Friday, October 15, 2010

Jillian Michaels Fights Back After Being Called A Fraud

If you think Jillian Michaels is tough on "The Biggest Loser," just wait until you see how she responds when she's called a fraud.

After a scathing personal attack in the LA Times that questioned the fitness trainer's credentials, Michaels told, "Apparently I'm an actress. Shame on the Los Angeles Times for saying I'm a fraud and not a trainer."

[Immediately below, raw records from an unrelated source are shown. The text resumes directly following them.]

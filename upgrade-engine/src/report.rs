//! Typed model of the droptimizer report document (`data.json`).
//!
//! Only the fields the engine reads are modelled; everything else in the
//! document is ignored by serde.

use serde::{Deserialize, Serialize};

/// `simbot.simType` value that marks an upgrade (droptimizer) report.
pub const DROPTIMIZER_SIM_TYPE: &str = "droptimizer";

/// Root of the report document.
#[derive(Debug, Clone, Serialize, Deserialize)]
pub struct DroptimizerReport {
    pub sim: Sim,
    pub simbot: Simbot,
}

#[derive(Debug, Clone, Serialize, Deserialize)]
pub struct Sim {
    pub profilesets: Profilesets,
    pub statistics: Statistics,
}

#[derive(Debug, Clone, Serialize, Deserialize)]
pub struct Profilesets {
    #[serde(default)]
    pub results: Vec<ProfilesetResult>,
}

/// One simulated gear configuration.
///
/// `name` carries the encoded item identifier (see [`crate::codec`]).
#[derive(Debug, Clone, Serialize, Deserialize)]
pub struct ProfilesetResult {
    pub name: String,
    pub mean: f64,
}

#[derive(Debug, Clone, Serialize, Deserialize)]
pub struct Statistics {
    pub raid_dps: MeanStat,
}

#[derive(Debug, Clone, Copy, Serialize, Deserialize)]
pub struct MeanStat {
    pub mean: f64,
}

#[derive(Debug, Clone, Serialize, Deserialize)]
pub struct Simbot {
    #[serde(default)]
    pub meta: SimbotMeta,
    #[serde(rename = "simType")]
    pub sim_type: String,
}

#[derive(Debug, Clone, Default, Serialize, Deserialize)]
pub struct SimbotMeta {
    #[serde(rename = "itemLibrary", default)]
    pub item_library: Vec<LibraryItem>,
}

/// Item metadata supplied by the report.
#[derive(Debug, Clone, Serialize, Deserialize)]
pub struct LibraryItem {
    pub id: u64,
    pub name: String,
    pub icon: String,
    #[serde(default)]
    pub instance: ItemInstance,
}

#[derive(Debug, Clone, Default, Serialize, Deserialize)]
pub struct ItemInstance {
    #[serde(default)]
    pub encounters: Vec<Encounter>,
}

/// A boss encounter that drops an item.
#[derive(Debug, Clone, PartialEq, Eq, Serialize, Deserialize)]
pub struct Encounter {
    pub id: u64,
    pub name: String,
}

impl DroptimizerReport {
    /// Raid-wide mean with no upgrade applied.
    pub fn baseline(&self) -> f64 {
        self.sim.statistics.raid_dps.mean
    }

    pub fn results(&self) -> &[ProfilesetResult] {
        &self.sim.profilesets.results
    }

    pub fn item_library(&self) -> &[LibraryItem] {
        &self.simbot.meta.item_library
    }
}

The 36-year-old reality star added, "I currently own two certifications, one of which doesn't expire. I developed my own continuing education program for trainers, with sports medicine doctors. I've been a trainer since I was 17-years-old for 19 years."

The allegations stem from writer James Fell who released theno-holds-barred op-ed in the LA Times earlier this week stating, "Michaels is not actually a real fitness trainer -- she's an actress playing the role of fitness trainer on TV and in a line of popular DVDs." He went on to discuss her "regular displays of poor technique and unsafe training practices" along with her lack of credentials to teach amateurs how to use kettle bells in her latest DVD, Shred-It With Weights.

This is not the first time Michaels' training techniques have been called into question.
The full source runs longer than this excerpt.